Disease progression differs by the type of CNS injury, however there are common trends amongst CNS injuries. For example, the rate of bone loss is greater soon after the initial injury and during periods of immobility. Bone loss is also more likely during periods of physiological stress, when nutrition status is sub-optimal and when patients are on medications that affect bone health.⁵

In the acute phase of SCI osteoclast activity outpaces osteoblast activity. This leads to rampant bone turnover leading to an imbalance between calcium absorption and excretion. Hypercalcemia and hypercalcinuria are generally seen 4-6 weeks post-injury. If left untreated, this increase in calcium can lead to complications such as dehydration, personality changes, calcium nephrolithiasis and renal insufficiency.¹⁴

Patients with SCI experience most of the bone loss in the first 12 months from the initial injury. After that, bone loss continues but at a slower rate. Individuals with motor complete SCI have regional bone loss of almost 1% of bone mineral density per week for the first several months post injury. By 10-12 years after injury, the pelvis and lower extremities suffer approximately 50% bone demineralization and the upper extremities suffer approximately 21% bone demineralization. In contrast, there may be a net gain in the trunk.⁹

In stroke patients, bone loss reaches a maximum at 4 months. After 4 months, bone loss stabilizes. Bone density recovery has been seen in patients who regain ability to ambulate.^7,16

Individuals with progressive MS have more severe bone loss than those with a relapsing-remitting disease course. Their bone loss is also greater during acute flares of the disease.³

Specific secondary or associated conditions and complications

Fractures are a major complication of osteoporosis. Decreases in BMD are directly linked to an increased risk for fractures. Of note, for every decrease of one standard deviation below control subjects for BMD at the hip, the risk for hip fracture increases 2-3 times.²⁵ Older adults experience bone loss related to age itself. As such, age is also a risk factor for osteoporosis. More than 50% of women and 20% of men over 50 will sustain a fragility fracture. ¹ These numbers are compounded by the effects of CNS injury. Morbidity due to fractures is greater among people with disability compared to the general population.⁵ The total annual cost for osteoporotic fractures in the US has been estimated to be $20 billion dollars.¹ It is possible that not every fracture, including those sustained by patients who also have CNS injuries, are counted and that this estimate is low.

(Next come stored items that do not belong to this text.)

// ---------------------------------------------------------------------------
// Unit tests
// ---------------------------------------------------------------------------

#[cfg(test)]
mod tests {
    use super::*;
    use std::ffi::CString;

    const TASK_JSON: &str = r#"{"id":1,"title":"First","details":"d1","status":"in_progress","created_at":"2024-05-01T10:00:00.000000Z","updated_at":"2024-05-01T11:00:00.000000Z"}"#;

    fn new_client() -> *mut FfiTaskClient {
        let url = CString::new("http://localhost:3000/api/todos").unwrap();
        task_client_new(url.as_ptr())
    }

    fn c_str<'a>(ptr: *const c_char) -> &'a str {
        unsafe { CStr::from_ptr(ptr) }.to_str().unwrap()
    }

    fn request_body(req: *mut FfiHttpRequest) -> serde_json::Value {
        let req_ref = unsafe { &*req };
        serde_json::from_str(c_str(req_ref.body)).unwrap()
    }

    #[test]
    fn client_new_and_free() {
        let client = new_client();
        assert!(!client.is_null());
        task_client_free(client);
    }

    #[test]
    fn client_new_null_returns_null() {
        assert!(task_client_new(std::ptr::null()).is_null());
    }

    #[test]
    fn client_free_null_is_safe() {
        task_client_free(std::ptr::null_mut());
    }

    #[test]
    fn build_list_tasks_returns_correct_request() {
        let client = new_client();
        let req = task_build_list_tasks(client);
        assert!(!req.is_null());

        let req_ref = unsafe { &*req };
        assert_eq!(req_ref.method, FfiHttpMethod::Get);
        assert_eq!(c_str(req_ref.path), "http://localhost:3000/api/todos");
        assert!(req_ref.body.is_null());
        assert_eq!(req_ref.headers_len, 0);

        task_free_request(req);
        task_client_free(client);
    }

    #[test]
    fn build_list_tasks_null_client_returns_null() {
        assert!(task_build_list_tasks(std::ptr::null()).is_null());
    }

    #[test]
    fn build_list_tasks_page_adds_query() {
        let client = new_client();
        let req = task_build_list_tasks_page(client, 2);
        let req_ref = unsafe { &*req };
        assert_eq!(c_str(req_ref.path), "http://localhost:3000/api/todos?page=2");

        task_free_request(req);
        task_client_free(client);
    }

    #[test]
    fn build_get_task_uses_id_in_path() {
        let client = new_client();
        let req = task_build_get_task(client, 42);
        let req_ref = unsafe { &*req };
        assert_eq!(req_ref.method, FfiHttpMethod::Get);
        assert_eq!(c_str(req_ref.path), "http://localhost:3000/api/todos/42");

        task_free_request(req);
        task_client_free(client);
    }

    #[test]
    fn build_create_task_defaults_status() {
        let client = new_client();
        let title = CString::new("Buy milk").unwrap();
        let req = task_build_create_task(client, title.as_ptr(), std::ptr::null(), -1);
        assert!(!req.is_null());

        let req_ref = unsafe { &*req };
        assert_eq!(req_ref.method, FfiHttpMethod::Post);
        assert_eq!(req_ref.headers_len, 1);
        let header = unsafe { &*req_ref.headers };
        assert_eq!(c_str(header.key), "content-type");
        assert_eq!(c_str(header.value), "application/json");
        assert_eq!(
            request_body(req),
            serde_json::json!({"title":"Buy milk","status":"not_started"})
        );

        task_free_request(req);
        task_client_free(client);
    }

    #[test]
    fn build_create_task_rejects_unknown_status() {
        let client = new_client();
        let title = CString::new("x").unwrap();
        let req = task_build_create_task(client, title.as_ptr(), std::ptr::null(), 7);
        assert!(req.is_null());
        task_client_free(client);
    }

    #[test]
    fn build_update_task_status_only() {
        let client = new_client();
        let req = task_build_update_task(client, 5, std::ptr::null(), std::ptr::null(), 2);
        let req_ref = unsafe { &*req };
        assert_eq!(req_ref.method, FfiHttpMethod::Put);
        assert_eq!(c_str(req_ref.path), "http://localhost:3000/api/todos/5");
        assert_eq!(request_body(req), serde_json::json!({"status":"completed"}));

        task_free_request(req);
        task_client_free(client);
    }

    #[test]
    fn build_update_task_title_and_details() {
        let client = new_client();
        let title = CString::new("Renamed").unwrap();
        let details = CString::new("").unwrap();
        let req = task_build_update_task(client, 5, title.as_ptr(), details.as_ptr(), -1);
        assert_eq!(
            request_body(req),
            serde_json::json!({"title":"Renamed","details":""})
        );

        task_free_request(req);
        task_client_free(client);
    }

    #[test]
    fn build_delete_task_has_no_body() {
        let client = new_client();
        let req = task_build_delete_task(client, 9);
        let req_ref = unsafe { &*req };
        assert_eq!(req_ref.method, FfiHttpMethod::Delete);
        assert!(req_ref.body.is_null());

        task_free_request(req);
        task_client_free(client);
    }

    #[test]
    fn parse_list_tasks_empty() {
        let client = new_client();
        let body = CString::new(r#"{"data":[],"meta":{"total":0}}"#).unwrap();
        let resp = FfiHttpResponse {
            status: 200,
            body: body.as_ptr(),
        };
        let result = task_parse_list_tasks(client, &resp);
        let r = unsafe { &*result };
        assert_eq!(r.error_code, FfiErrorCode::Ok);
        assert_eq!(r.data_tag, FfiDataTag::TaskList);

        let list = unsafe { &*(r.data as *const FfiTaskList) };
        assert_eq!(list.len, 0);
        assert!(list.items.is_null());

        task_free_result(result);
        task_client_free(client);
    }

    #[test]
    fn parse_list_tasks_two_items() {
        let client = new_client();
        let second = TASK_JSON
            .replace(r#""id":1"#, r#""id":2"#)
            .replace("First", "Second")
            .replace("in_progress", "completed");
        let body = CString::new(format!(r#"{{"data":[{TASK_JSON},{second}]}}"#)).unwrap();
        let resp = FfiHttpResponse {
            status: 200,
            body: body.as_ptr(),
        };
        let result = task_parse_list_tasks(client, &resp);
        let r = unsafe { &*result };
        assert_eq!(r.error_code, FfiErrorCode::Ok);

        let list = unsafe { &*(r.data as *const FfiTaskList) };
        assert_eq!(list.len, 2);
        let items = unsafe { std::slice::from_raw_parts(list.items, list.len as usize) };
        assert_eq!(items[0].id, 1);
        assert_eq!(c_str(items[0].title), "First");
        assert_eq!(items[0].status, FfiTaskStatus::InProgress);
        assert_eq!(items[1].id, 2);
        assert_eq!(c_str(items[1].title), "Second");
        assert_eq!(items[1].status, FfiTaskStatus::Completed);

        task_free_result(result);
        task_client_free(client);
    }

    #[test]
    fn parse_list_page_reports_position() {
        let client = new_client();
        let body = CString::new(format!(
            r#"{{"data":[{TASK_JSON}],"links":{{"next":"http://localhost:3000/api/todos?page=2"}},"meta":{{"current_page":1,"last_page":2}}}}"#
        ))
        .unwrap();
        let resp = FfiHttpResponse {
            status: 200,
            body: body.as_ptr(),
        };
        let result = task_parse_list_page(client, &resp);
        let r = unsafe { &*result };
        assert_eq!(r.error_code, FfiErrorCode::Ok);
        assert_eq!(r.data_tag, FfiDataTag::TaskPage);

        let page = unsafe { &*(r.data as *const FfiTaskPage) };
        assert_eq!(page.current_page, 1);
        assert_eq!(page.last_page, 2);
        assert!(page.has_next);
        assert_eq!(page.list.len, 1);
        let items = unsafe { std::slice::from_raw_parts(page.list.items, page.list.len as usize) };
        assert_eq!(c_str(items[0].title), "First");

        task_free_result(result);
        task_client_free(client);
    }

    #[test]
    fn parse_list_page_last_page_has_no_next() {
        let client = new_client();
        let body =
            CString::new(r#"{"data":[],"links":{"next":null},"meta":{"current_page":2,"last_page":2}}"#).unwrap();
        let resp = FfiHttpResponse {
            status: 200,
            body: body.as_ptr(),
        };
        let result = task_parse_list_page(client, &resp);
        let r = unsafe { &*result };
        let page = unsafe { &*(r.data as *const FfiTaskPage) };
        assert_eq!(page.current_page, 2);
        assert!(!page.has_next);
        assert!(page.list.items.is_null());

        task_free_result(result);
        task_client_free(client);
    }

    #[test]
    fn error_body_with_nul_byte_keeps_text() {
        let client = new_client();
        let resp = FfiHttpResponse {
            status: 500,
            body: std::ptr::null(),
        };
        let result = task_parse_list_page(client, &resp);
        let r = unsafe { &*result };
        assert_eq!(r.error_code, FfiErrorCode::Http);
        assert_eq!(r.http_status, 500);
        task_free_result(result);

        let err = FfiTaskResult::from_error(ApiError::Status {
            status: 500,
            body: "boom\0tail".to_string(),
        });
        assert_eq!(c_str(unsafe { &*err }.error_message), "API returned 500: boomtail");
        task_free_result(err);
        task_client_free(client);
    }

    #[test]
    fn parse_get_task_success() {
        let client = new_client();
        let body = CString::new(format!(r#"{{"data":{TASK_JSON}}}"#)).unwrap();
        let resp = FfiHttpResponse {
            status: 200,
            body: body.as_ptr(),
        };
        let result = task_parse_get_task(client, &resp);
        let r = unsafe { &*result };
        assert_eq!(r.error_code, FfiErrorCode::Ok);
        assert_eq!(r.data_tag, FfiDataTag::Task);

        let task = unsafe { &*(r.data as *const FfiTask) };
        assert_eq!(task.id, 1);
        assert_eq!(c_str(task.details), "d1");
        assert_eq!(c_str(task.created_at), "2024-05-01T10:00:00.000000Z");
        assert_eq!(c_str(task.updated_at), "2024-05-01T11:00:00.000000Z");

        task_free_result(result);
        task_client_free(client);
    }

    #[test]
    fn parse_get_task_not_found_is_http_error() {
        let client = new_client();
        let body = CString::new(r#"{"message":"Task not found"}"#).unwrap();
        let resp = FfiHttpResponse {
            status: 404,
            body: body.as_ptr(),
        };
        let result = task_parse_get_task(client, &resp);
        let r = unsafe { &*result };
        assert_eq!(r.error_code, FfiErrorCode::Http);
        assert_eq!(r.http_status, 404);
        assert!(r.data.is_null());
        let msg = c_str(r.error_message);
        assert!(msg.contains("404"));
        assert!(msg.contains("Task not found"));

        task_free_result(result);
        task_client_free(client);
    }

    #[test]
    fn parse_create_task_success() {
        let client = new_client();
        let body = CString::new(TASK_JSON).unwrap();
        let resp = FfiHttpResponse {
            status: 201,
            body: body.as_ptr(),
        };
        let result = task_parse_create_task(client, &resp);
        let r = unsafe { &*result };
        assert_eq!(r.error_code, FfiErrorCode::Ok);
        let task = unsafe { &*(r.data as *const FfiTask) };
        assert_eq!(c_str(task.title), "First");

        task_free_result(result);
        task_client_free(client);
    }

    #[test]
    fn parse_create_task_unprocessable() {
        let client = new_client();
        let body = CString::new(r#"{"error":"title too short"}"#).unwrap();
        let resp = FfiHttpResponse {
            status: 422,
            body: body.as_ptr(),
        };
        let result = task_parse_create_task(client, &resp);
        let r = unsafe { &*result };
        assert_eq!(r.error_code, FfiErrorCode::Http);
        assert_eq!(r.http_status, 422);
        assert!(c_str(r.error_message).contains("title too short"));

        task_free_result(result);
        task_client_free(client);
    }

    #[test]
    fn parse_update_task_bad_json() {
        let client = new_client();
        let body = CString::new("<html>").unwrap();
        let resp = FfiHttpResponse {
            status: 200,
            body: body.as_ptr(),
        };
        let result = task_parse_update_task(client, &resp);
        let r = unsafe { &*result };
        assert_eq!(r.error_code, FfiErrorCode::Deserialization);

        task_free_result(result);
        task_client_free(client);
    }

    #[test]
    fn parse_delete_task_success_with_null_body() {
        let client = new_client();
        let resp = FfiHttpResponse {
            status: 204,
            body: std::ptr::null(),
        };
        let result = task_parse_delete_task(client, &resp);
        let r = unsafe { &*result };
        assert_eq!(r.error_code, FfiErrorCode::Ok);
        assert_eq!(r.data_tag, FfiDataTag::None);
        assert!(r.data.is_null());

        task_free_result(result);
        task_client_free(client);
    }

    #[test]
    fn parse_null_client_returns_null_arg() {
        let resp = FfiHttpResponse {
            status: 200,
            body: std::ptr::null(),
        };
        let result = task_parse_list_tasks(std::ptr::null(), &resp);
        let r = unsafe { &*result };
        assert_eq!(r.error_code, FfiErrorCode::NullArg);
        assert_eq!(c_str(r.error_message), "null argument: client");
        task_free_result(result);
    }

    #[test]
    fn parse_null_response_returns_null_arg() {
        let client = new_client();
        let result = task_parse_get_task(client, std::ptr::null());
        let r = unsafe { &*result };
        assert_eq!(r.error_code, FfiErrorCode::NullArg);
        task_free_result(result);
        task_client_free(client);
    }

    #[test]
    fn free_functions_accept_null() {
        task_free_request(std::ptr::null_mut());
        task_free_result(std::ptr::null_mut());
        task_free_string(std::ptr::null_mut());
    }
}
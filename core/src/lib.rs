//! API client core for the task service.
//!
//! # Overview
//! `TaskClient` builds `HttpRequest` values and parses `HttpResponse` values
//! without touching the network. `TaskApi` pairs it with a `Transport` to
//! run the five task operations (list, get, create, update, delete) as
//! single request/response round trips.
//!
//! # Design
//! - `TaskClient` is stateless; it holds only the collection endpoint.
//! - Each operation is split into `build_*` (produces request) and
//!   `parse_*` (consumes response), so the I/O boundary is explicit and the
//!   FFI crate can expose the same split to a mobile host.
//! - Every failure surfaces as one error shape (`ApiError`, wrapped with the
//!   operation name in `TaskError`). The variant only records the stage
//!   that failed.
//! - No retries, no timeouts, no caching: one attempt per call.

pub mod api;
pub mod client;
pub mod config;
pub mod error;
pub mod filter;
pub mod http;
pub mod transport;
pub mod types;

pub use api::{Operation, TaskApi};
pub use client::TaskClient;
pub use error::{ApiError, TaskError};
pub use filter::{filter_tasks, StatusFilter};
pub use http::{HttpMethod, HttpRequest, HttpResponse};
pub use transport::{Transport, UreqTransport};
pub use types::{Envelope, Page, PageLinks, PageMeta, Task, TaskId, TaskInput, TaskStatus};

Fractures can in turn lead to more morbidity, mortality and health care costs. Pain and structural changes can result from one or multiple fragility fractures. Multiple thoracic fractures can cause restrictive lung disease. Lumbar fractures can change abdominal anatomy leading to pain and constipation.¹ These can all present major setbacks to individuals with CNS injuries.

The situation is especially significant in SCI patients. More than 50% of people with motor complete SCI experience an osteoporotic fracture at some point following their injury. Most fractures occur in the distal femur and proximal tibia.⁶ yes. The most common cause of fracture after SCI is falling from a wheelchair. People with SCI can sustain fractures during low impact activities including transferring from bed to chair, turning in a bed and low speed traffic crashes.^9,17 Fractures then put individuals with SCI at risk for more complications, including altered fracture healing, osteomyelitis, cellulitis, pressure ulcers, lower limb amputation, autonomic dysreflexia and premature death.^6,9

Following stroke, in the setting of a non-ambulatory status, individuals have lower bone mass and a risk of fracture up to 7 times than that of healthy individuals of comparable age. Fractures more commonly involve the plegic side and are associated with the development of additional strokes, increased mortality, increased hospital length of stay, and fewer discharges to home.⁷

Individuals with multiple sclerosis experience more bone loss and have 20-40% increased risk of fracture particularly in the lumbar spine, femur, and hip compared with healthy controls.²

Individuals with Parkinson’s disease have a higher incidence of fractures notably in the hip, lumbar spine and femoral neck compared to the general population. These patients have been noted to experience significant decline in functional independence after a fracture.²

Essentials of Assessment

History

Assessment consists of a comprehensive evaluation of current health status and osteoporosis risk factors. This includes a thorough assessment of nutritional intake, medication use and any weight-bearing difficulties.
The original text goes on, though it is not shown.